Confirmation of nematode attraction to transformed maize lines. H. megidis nematodes were more strongly attracted to transformed plants than to untransformed controls in 6-arm olfactometers. The graph depicts the average number of nematodes recovered from olfactometer arms connected to pots containing either a WCR-infested transformed plant (line 202 L2; black bar), a WCR-infested control plant (gray bar), or only moist sand (white bar). The plants were each infested with 5 second-instar WCR larvae.
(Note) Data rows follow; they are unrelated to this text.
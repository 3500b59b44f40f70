//! Test utilities for Overpass consumers.
//!
//! [`StubElementSource`] replays a scripted sequence of responses and counts
//! how often it was asked, so retry behaviour can be checked without a
//! network.

use std::collections::VecDeque;
use std::sync::Mutex;
use std::sync::atomic::{AtomicUsize, Ordering};

use async_trait::async_trait;
use infrascan_core::RawElement;

use super::query::OverpassQuery;
use super::source::{ElementSource, SourceError};

const STUB_ENDPOINT: &str = "stub://overpass";

/// Scripted [`ElementSource`].
///
/// Each call pops the next scripted response; once the script is exhausted
/// the fallback response is repeated.
///
/// # Example
///
/// ```
/// use infrascan_data::overpass::{ElementSource, OverpassQuery, SourceError};
/// use infrascan_data::overpass::test_support::StubElementSource;
///
/// # tokio::runtime::Builder::new_current_thread().build().unwrap().block_on(async {
/// let error = SourceError::Network {
///     url: "stub://overpass".to_owned(),
///     message: "connection reset".to_owned(),
/// };
/// let source = StubElementSource::failing_then(1, error, Vec::new());
/// let query = OverpassQuery::from_raw("out;");
/// assert!(source.fetch(&query).await.is_err());
/// assert!(source.fetch(&query).await.is_ok());
/// assert_eq!(source.attempts(), 2);
/// # });
/// ```
#[derive(Debug)]
pub struct StubElementSource {
    script: Mutex<VecDeque<StubResponse>>,
    fallback: StubResponse,
    attempts: AtomicUsize,
    queries: Mutex<Vec<String>>,
}

#[derive(Debug, Clone)]
enum StubResponse {
    Elements(Vec<RawElement>),
    Error(SourceError),
    Hang,
}

impl StubElementSource {
    fn scripted(script: Vec<StubResponse>, fallback: StubResponse) -> Self {
        Self {
            script: Mutex::new(script.into()),
            fallback,
            attempts: AtomicUsize::new(0),
            queries: Mutex::new(Vec::new()),
        }
    }

    /// Source that always returns `elements`.
    #[must_use]
    pub fn succeeding(elements: Vec<RawElement>) -> Self {
        Self::scripted(Vec::new(), StubResponse::Elements(elements))
    }

    /// Source that always fails with `error`.
    #[must_use]
    pub fn always_failing(error: SourceError) -> Self {
        Self::scripted(Vec::new(), StubResponse::Error(error))
    }

    /// Source that fails `failures` times with `error`, then returns
    /// `elements` forever.
    #[must_use]
    pub fn failing_then(failures: usize, error: SourceError, elements: Vec<RawElement>) -> Self {
        let script = std::iter::repeat_n(StubResponse::Error(error), failures).collect();
        Self::scripted(script, StubResponse::Elements(elements))
    }

    /// Source whose requests never complete.
    #[must_use]
    pub fn hanging() -> Self {
        Self::scripted(Vec::new(), StubResponse::Hang)
    }

    /// Number of fetches started so far.
    #[must_use]
    pub fn attempts(&self) -> usize {
        self.attempts.load(Ordering::SeqCst)
    }

    /// Query texts received, in call order.
    #[must_use]
    pub fn queries(&self) -> Vec<String> {
        self.queries
            .lock()
            .map(|queries| queries.clone())
            .unwrap_or_default()
    }

    fn next_response(&self) -> StubResponse {
        self.script
            .lock()
            .ok()
            .and_then(|mut script| script.pop_front())
            .unwrap_or_else(|| self.fallback.clone())
    }
}

#[async_trait]
impl ElementSource for StubElementSource {
    fn endpoint(&self) -> &str {
        STUB_ENDPOINT
    }

    async fn fetch(&self, query: &OverpassQuery) -> Result<Vec<RawElement>, SourceError> {
        self.attempts.fetch_add(1, Ordering::SeqCst);
        if let Ok(mut queries) = self.queries.lock() {
            queries.push(query.as_str().to_owned());
        }
        match self.next_response() {
            StubResponse::Elements(elements) => Ok(elements),
            StubResponse::Error(error) => Err(error),
            StubResponse::Hang => std::future::pending().await,
        }
    }
}
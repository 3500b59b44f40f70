//! Fixed-delay retry around an [`ElementSource`].

use std::time::Duration;

use infrascan_core::RawElement;
use log::{info, warn};
use thiserror::Error;
use tokio_util::sync::CancellationToken;

use super::query::OverpassQuery;
use super::source::{ElementSource, SourceError};

const DEFAULT_MAX_RETRIES: u32 = 3;
const DEFAULT_RETRY_DELAY: Duration = Duration::from_secs(2);

/// How often and how patiently to retry a failed fetch.
///
/// The delay is constant between attempts; there is no backoff or jitter.
#[derive(Debug, Clone, Copy, PartialEq, Eq)]
pub struct RetryPolicy {
    /// Retries after the first attempt; total attempts are `max_retries + 1`.
    pub max_retries: u32,
    /// Wait before each retry.
    pub retry_delay: Duration,
}

impl Default for RetryPolicy {
    fn default() -> Self {
        Self {
            max_retries: DEFAULT_MAX_RETRIES,
            retry_delay: DEFAULT_RETRY_DELAY,
        }
    }
}

impl RetryPolicy {
    /// Set the retry count.
    #[must_use]
    pub const fn with_max_retries(mut self, max_retries: u32) -> Self {
        self.max_retries = max_retries;
        self
    }

    /// Set the delay between attempts.
    #[must_use]
    pub const fn with_retry_delay(mut self, retry_delay: Duration) -> Self {
        self.retry_delay = retry_delay;
        self
    }

    /// Total number of attempts the policy allows.
    #[must_use]
    pub const fn attempts(&self) -> u32 {
        self.max_retries.saturating_add(1)
    }
}

/// Terminal outcome of [`fetch_with_retry`] when no elements were returned.
#[derive(Debug, Clone, PartialEq, Eq, Error)]
pub enum FetchError {
    /// The caller cancelled while a request or retry wait was pending.
    #[error("fetch cancelled")]
    Cancelled,
    /// Every attempt failed.
    #[error("failed to query Overpass API after {attempts} attempts: {source}")]
    Exhausted {
        /// Attempts made.
        attempts: u32,
        /// Error from the final attempt.
        #[source]
        source: SourceError,
    },
}

/// Run `query` against `source`, retrying failures under `policy`.
///
/// Both the in-flight request and the wait between attempts race `cancel`;
/// cancellation wins ties and is never retried.
///
/// # Errors
///
/// Returns [`FetchError::Cancelled`] once `cancel` fires and
/// [`FetchError::Exhausted`] carrying the last [`SourceError`] when the
/// attempt budget runs out.
pub async fn fetch_with_retry<S>(
    source: &S,
    query: &OverpassQuery,
    policy: &RetryPolicy,
    cancel: &CancellationToken,
) -> Result<Vec<RawElement>, FetchError>
where
    S: ElementSource + ?Sized,
{
    let attempts = policy.attempts();
    let mut attempt: u32 = 1;
    loop {
        let outcome = tokio::select! {
            biased;
            () = cancel.cancelled() => return Err(FetchError::Cancelled),
            outcome = source.fetch(query) => outcome,
        };
        match outcome {
            Ok(elements) => {
                if attempt > 1 {
                    info!("Overpass query succeeded on attempt {attempt}/{attempts}");
                }
                return Ok(elements);
            }
            Err(err) => {
                warn!(
                    "Overpass attempt {attempt}/{attempts} against {} failed: {err}",
                    source.endpoint()
                );
                if attempt >= attempts {
                    return Err(FetchError::Exhausted {
                        attempts: attempt,
                        source: err,
                    });
                }
            }
        }

        attempt = attempt.saturating_add(1);
        warn!(
            "Retrying Overpass query in {:?} (attempt {attempt}/{attempts})",
            policy.retry_delay
        );
        tokio::select! {
            biased;
            () = cancel.cancelled() => return Err(FetchError::Cancelled),
            () = tokio::time::sleep(policy.retry_delay) => {}
        }
    }
}
//! Core domain model for infrastructure asset discovery.
//!
//! Responsibilities:
//! - Validate area-of-interest payloads and derive their bounding box.
//! - Classify tagged geographic elements into asset kinds.
//! - Rebuild element geometry and encode it as `GeoJSON`.
//!
//! Boundaries:
//! - No I/O. Fetching elements lives in `infrascan-data`; the request facade
//!   and transport live in `infrascan-service`.
//!
//! Invariants:
//! - Classification is a pure function of an element's tags.
//! - Asset properties always carry `osm_id` and `osm_type`.

#![forbid(unsafe_code)]

pub mod aoi;
pub mod asset;
pub mod classify;
pub mod convert;
pub mod element;

#[cfg(any(test, feature = "test-support"))]
pub mod test_support;

pub use aoi::{AoiError, AoiPayload, Bounds, extract_bounds};
pub use asset::{
    Asset, AssetCollection, AssetGeometry, AssetKind, AssetRecord, GeoJsonGeometry, GeometryError,
};
pub use classify::{CLASSIFICATION_RULES, ClassificationRule, TagPredicate, classify};
pub use convert::{DropReason, OSM_ID_PROPERTY, OSM_TYPE_PROPERTY, convert_element};
pub use element::{ElementKind, RawElement, Tags};
//! HTTP transport for the discovery facade.
//!
//! Routes:
//! - `POST /rpc/discover-assets`: body `{"aoi_geojson": "..."}`, replies with
//!   an [`AssetCollection`](infrascan_core::AssetCollection) or an
//!   [`ErrorBody`].
//! - `GET /health`: replies with [`HealthStatus::serving`].

use std::io;
use std::net::SocketAddr;
use std::time::Instant;

use axum::extract::rejection::JsonRejection;
use axum::extract::{Request, State};
use axum::http::StatusCode;
use axum::middleware::{self, Next};
use axum::response::{IntoResponse, Response};
use axum::routing::{get, post};
use axum::{Json, Router};
use log::{info, warn};
use thiserror::Error;
use tokio::net::TcpListener;
use tokio_util::sync::CancellationToken;

use crate::discovery::{AssetDiscovery, DiscoveryError, ErrorCode};
use crate::rpc::{DISCOVER_ASSETS_PATH, DiscoverAssetsRequest, ErrorBody, HEALTH_PATH, HealthStatus};

/// Errors raised while running the server.
#[derive(Debug, Error)]
pub enum ServerError {
    /// The listen address could not be bound.
    #[error("failed to bind {addr}: {source}")]
    Bind {
        /// Requested address.
        addr: SocketAddr,
        /// I/O error.
        #[source]
        source: io::Error,
    },
    /// The server stopped with an I/O error.
    #[error("server error: {source}")]
    Serve {
        /// I/O error.
        #[source]
        source: io::Error,
    },
}

#[derive(Clone)]
struct AppState {
    discovery: AssetDiscovery,
    shutdown: CancellationToken,
}

/// Build the router serving `discovery`.
///
/// In-flight requests are cancelled when `shutdown` fires.
#[must_use]
pub fn router(discovery: AssetDiscovery, shutdown: CancellationToken) -> Router {
    Router::new()
        .route(DISCOVER_ASSETS_PATH, post(discover_assets))
        .route(HEALTH_PATH, get(health))
        .layer(middleware::from_fn(log_requests))
        .with_state(AppState {
            discovery,
            shutdown,
        })
}

/// Bind `addr` and serve until `shutdown` fires.
///
/// # Errors
///
/// Returns [`ServerError::Bind`] when the address is unavailable and
/// [`ServerError::Serve`] when the accept loop fails.
pub async fn serve(
    addr: SocketAddr,
    discovery: AssetDiscovery,
    shutdown: CancellationToken,
) -> Result<(), ServerError> {
    let listener = TcpListener::bind(addr)
        .await
        .map_err(|source| ServerError::Bind { addr, source })?;
    serve_listener(listener, discovery, shutdown).await
}

/// Serve on an already bound listener until `shutdown` fires.
///
/// # Errors
///
/// Returns [`ServerError::Serve`] when the accept loop fails.
pub async fn serve_listener(
    listener: TcpListener,
    discovery: AssetDiscovery,
    shutdown: CancellationToken,
) -> Result<(), ServerError> {
    if let Ok(local) = listener.local_addr() {
        info!("Discovery service listening on {local}");
    }
    let app = router(discovery, shutdown.clone());
    axum::serve(listener, app)
        .with_graceful_shutdown(async move { shutdown.cancelled().await })
        .await
        .map_err(|source| ServerError::Serve { source })?;
    info!("Discovery service stopped");
    Ok(())
}

async fn health() -> Json<HealthStatus> {
    Json(HealthStatus::serving())
}

async fn discover_assets(
    State(state): State<AppState>,
    payload: Result<Json<DiscoverAssetsRequest>, JsonRejection>,
) -> Response {
    let request = match payload {
        Ok(Json(request)) => request,
        Err(rejection) => {
            warn!("Rejected discovery request body: {rejection}");
            return rpc_error(ErrorCode::InvalidArgument, "invalid request body");
        }
    };

    let cancel = state.shutdown.child_token();
    match state
        .discovery
        .discover_assets(&request.aoi_geojson, &cancel)
        .await
    {
        Ok(outcome) => (StatusCode::OK, Json(outcome.collection)).into_response(),
        Err(err) => discovery_failure(&err),
    }
}

fn discovery_failure(error: &DiscoveryError) -> Response {
    let body = ErrorBody::from(error);
    (status_for(body.code), Json(body)).into_response()
}

fn rpc_error(code: ErrorCode, message: &str) -> Response {
    (status_for(code), Json(ErrorBody::new(code, message))).into_response()
}

const fn status_for(code: ErrorCode) -> StatusCode {
    match code {
        ErrorCode::InvalidArgument => StatusCode::BAD_REQUEST,
        ErrorCode::Internal => StatusCode::INTERNAL_SERVER_ERROR,
        ErrorCode::Cancelled => StatusCode::SERVICE_UNAVAILABLE,
    }
}

async fn log_requests(request: Request, next: Next) -> Response {
    let method = request.method().clone();
    let path = request.uri().path().to_owned();
    let started = Instant::now();
    let response = next.run(request).await;
    info!(
        "{method} {path} -> {} in {:?}",
        response.status().as_u16(),
        started.elapsed()
    );
    response
}
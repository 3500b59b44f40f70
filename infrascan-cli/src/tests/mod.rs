//! Shared test harness modules for the infrascan CLI.
#![expect(
    clippy::panic,
    reason = "Tests assert panic branches to surface unexpected CLI outcomes"
)]

use super::*;

mod helpers;
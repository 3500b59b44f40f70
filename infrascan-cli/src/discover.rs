//! Discover command implementation.

use std::io::Write;
use std::time::Duration;

use camino::{Utf8Path, Utf8PathBuf};
use clap::Parser;
use infrascan_core::AssetCollection;
use infrascan_service::{AssetDiscovery, RemoteDiscoveryClient};
use ortho_config::{OrthoConfig, SubcmdConfigMerge};
use serde::{Deserialize, Serialize};
use tokio_util::sync::CancellationToken;

use crate::{
    ARG_AOI, ARG_HTTP_TIMEOUT_SECS, ARG_MAX_RETRIES, ARG_OVERPASS_URL, ARG_REMOTE,
    ARG_RETRY_DELAY_MS, CliError, ENV_AOI, UpstreamConfig, block_on_cancellable, fs,
};

/// CLI arguments for the `discover` subcommand.
#[derive(Debug, Clone, Parser, Deserialize, Serialize, OrthoConfig, Default)]
#[command(
    long_about = "Discover buildings, roads, power, rail, hospitals and fire \
                 stations inside the GeoJSON polygon stored in the given \
                 file. Runs locally against Overpass, or against a running \
                 `infrascan serve` instance when --remote is set.",
    about = "Discover infrastructure assets inside an AOI"
)]
#[ortho_config(prefix = "INFRASCAN")]
pub(crate) struct DiscoverArgs {
    /// Path to a file containing a GeoJSON polygon geometry.
    #[arg(value_name = "path")]
    #[serde(default)]
    pub(crate) aoi_path: Option<Utf8PathBuf>,
    /// Overpass interpreter endpoint.
    #[arg(long = ARG_OVERPASS_URL, value_name = "url")]
    #[serde(default)]
    pub(crate) overpass_url: Option<String>,
    /// Per-request timeout in seconds.
    #[arg(long = ARG_HTTP_TIMEOUT_SECS, value_name = "secs")]
    #[serde(default)]
    pub(crate) http_timeout_secs: Option<u64>,
    /// Retries after the first failed fetch.
    #[arg(long = ARG_MAX_RETRIES, value_name = "count")]
    #[serde(default)]
    pub(crate) max_retries: Option<u32>,
    /// Delay between fetch attempts in milliseconds.
    #[arg(long = ARG_RETRY_DELAY_MS, value_name = "ms")]
    #[serde(default)]
    pub(crate) retry_delay_ms: Option<u64>,
    /// Base URL of a running discovery server, e.g. "http://localhost:50052".
    #[arg(long = ARG_REMOTE, value_name = "url")]
    #[serde(default)]
    pub(crate) remote: Option<String>,
}

impl DiscoverArgs {
    pub(crate) fn into_config(self) -> Result<DiscoverConfig, CliError> {
        let merged = self.load_and_merge().map_err(CliError::Configuration)?;
        DiscoverConfig::try_from(merged)
    }
}

/// Resolved `discover` command configuration.
#[derive(Debug, Clone, PartialEq, Eq)]
pub(crate) struct DiscoverConfig {
    /// AOI file.
    pub(crate) aoi_path: Utf8PathBuf,
    /// Overpass settings for local discovery.
    pub(crate) upstream: UpstreamConfig,
    /// Remote server, when discovery is delegated.
    pub(crate) remote: Option<String>,
}

impl DiscoverConfig {
    pub(crate) fn validate_sources(&self) -> Result<(), CliError> {
        require_existing(&self.aoi_path, ARG_AOI)
    }
}

impl TryFrom<DiscoverArgs> for DiscoverConfig {
    type Error = CliError;

    fn try_from(args: DiscoverArgs) -> Result<Self, Self::Error> {
        let aoi_path = args.aoi_path.ok_or(CliError::MissingArgument {
            field: ARG_AOI,
            env: ENV_AOI,
        })?;
        let upstream = UpstreamConfig::from_parts(
            args.overpass_url,
            args.http_timeout_secs,
            args.max_retries,
            args.retry_delay_ms,
        );
        let remote = args.remote.filter(|remote| !remote.trim().is_empty());
        Ok(Self {
            aoi_path,
            upstream,
            remote,
        })
    }
}

fn require_existing(path: &Utf8Path, field: &'static str) -> Result<(), CliError> {
    match fs::file_is_file(path) {
        Ok(true) => Ok(()),
        Ok(false) => Err(CliError::SourcePathNotFile {
            field,
            path: path.to_path_buf(),
        }),
        Err(source) if source.kind() == std::io::ErrorKind::NotFound => {
            Err(CliError::MissingSourceFile {
                field,
                path: path.to_path_buf(),
            })
        }
        Err(source) => Err(CliError::InspectSourcePath {
            field,
            path: path.to_path_buf(),
            source,
        }),
    }
}

/// Where discovery runs.
pub(crate) enum DiscoveryBackend {
    /// In-process pipeline.
    Local(AssetDiscovery),
    /// A running discovery server.
    Remote(RemoteDiscoveryClient),
}

impl DiscoveryBackend {
    pub(crate) async fn discover(
        &self,
        aoi: &str,
        cancel: &CancellationToken,
    ) -> Result<AssetCollection, CliError> {
        match self {
            Self::Local(discovery) => Ok(discovery.discover_assets(aoi, cancel).await?.collection),
            Self::Remote(client) => Ok(client.discover_assets_until(aoi, cancel).await?),
        }
    }
}

/// Builds the backend for the current discover invocation.
pub(crate) trait DiscoveryBackendBuilder {
    fn build(&self, config: &DiscoverConfig) -> Result<DiscoveryBackend, CliError>;
}

pub(crate) struct DefaultDiscoveryBackendBuilder;

impl DiscoveryBackendBuilder for DefaultDiscoveryBackendBuilder {
    fn build(&self, config: &DiscoverConfig) -> Result<DiscoveryBackend, CliError> {
        match &config.remote {
            Some(remote) => Ok(DiscoveryBackend::Remote(RemoteDiscoveryClient::new(
                remote.clone(),
                remote_timeout(&config.upstream),
            ))),
            None => Ok(DiscoveryBackend::Local(config.upstream.build_discovery()?)),
        }
    }
}

/// The remote server may itself spend every retry against Overpass.
fn remote_timeout(upstream: &UpstreamConfig) -> Duration {
    let attempts = upstream.retry.attempts();
    upstream
        .http_timeout
        .saturating_add(upstream.retry.retry_delay)
        .saturating_mul(attempts)
}

pub(crate) fn run_discover(args: DiscoverArgs) -> Result<(), CliError> {
    let mut stdout = std::io::stdout().lock();
    run_discover_with(args, &DefaultDiscoveryBackendBuilder, &mut stdout)
}

pub(crate) fn run_discover_with(
    args: DiscoverArgs,
    builder: &dyn DiscoveryBackendBuilder,
    writer: &mut dyn Write,
) -> Result<(), CliError> {
    let config = args.into_config()?;
    config.validate_sources()?;
    let collection = execute_discover(&config, builder)?;
    write_collection(writer, &collection)
}

fn execute_discover(
    config: &DiscoverConfig,
    builder: &dyn DiscoveryBackendBuilder,
) -> Result<AssetCollection, CliError> {
    let aoi = fs::read_to_string(&config.aoi_path).map_err(|source| CliError::ReadAoi {
        path: config.aoi_path.clone(),
        source,
    })?;
    let backend = builder.build(config)?;
    block_on_cancellable(|cancel| async move { backend.discover(&aoi, &cancel).await })
}

fn write_collection(writer: &mut dyn Write, collection: &AssetCollection) -> Result<(), CliError> {
    let payload = serde_json::to_string_pretty(collection).map_err(CliError::SerialiseOutput)?;
    writer
        .write_all(payload.as_bytes())
        .map_err(CliError::WriteOutput)?;
    writer.write_all(b"\n").map_err(CliError::WriteOutput)?;
    Ok(())
}

#[cfg(test)]
pub(crate) fn config_from_layers_for_test(
    layers: Vec<ortho_config::MergeLayer<'static>>,
) -> Result<DiscoverConfig, CliError> {
    let merged = DiscoverArgs::merge_from_layers(layers).map_err(CliError::from)?;
    DiscoverConfig::try_from(merged)
}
For each replicate, the total number of nematodes found in the 4 moist sand-only control pots (white bar) were summed and divided by 4. The attraction to transformed plants was significantly higher than to the control plants (n = 11, P < 0.001). The letters above the bars indicate significant differences. Error bars indicate standard errors.

Fig. 5.

There was no direct effect of the transformation on WCR performance. (A) Average weight gain of WCR larvae fed for 5 days on transformed (line 202 L2) or control plants. No statistical difference was found (n = 13, P = 0.75). (B) Survival of WCR larvae after 5 days on transformed or nontransformed plants. No statistical difference was found (n = 13, P = 0.18). Error bars indicate standard errors.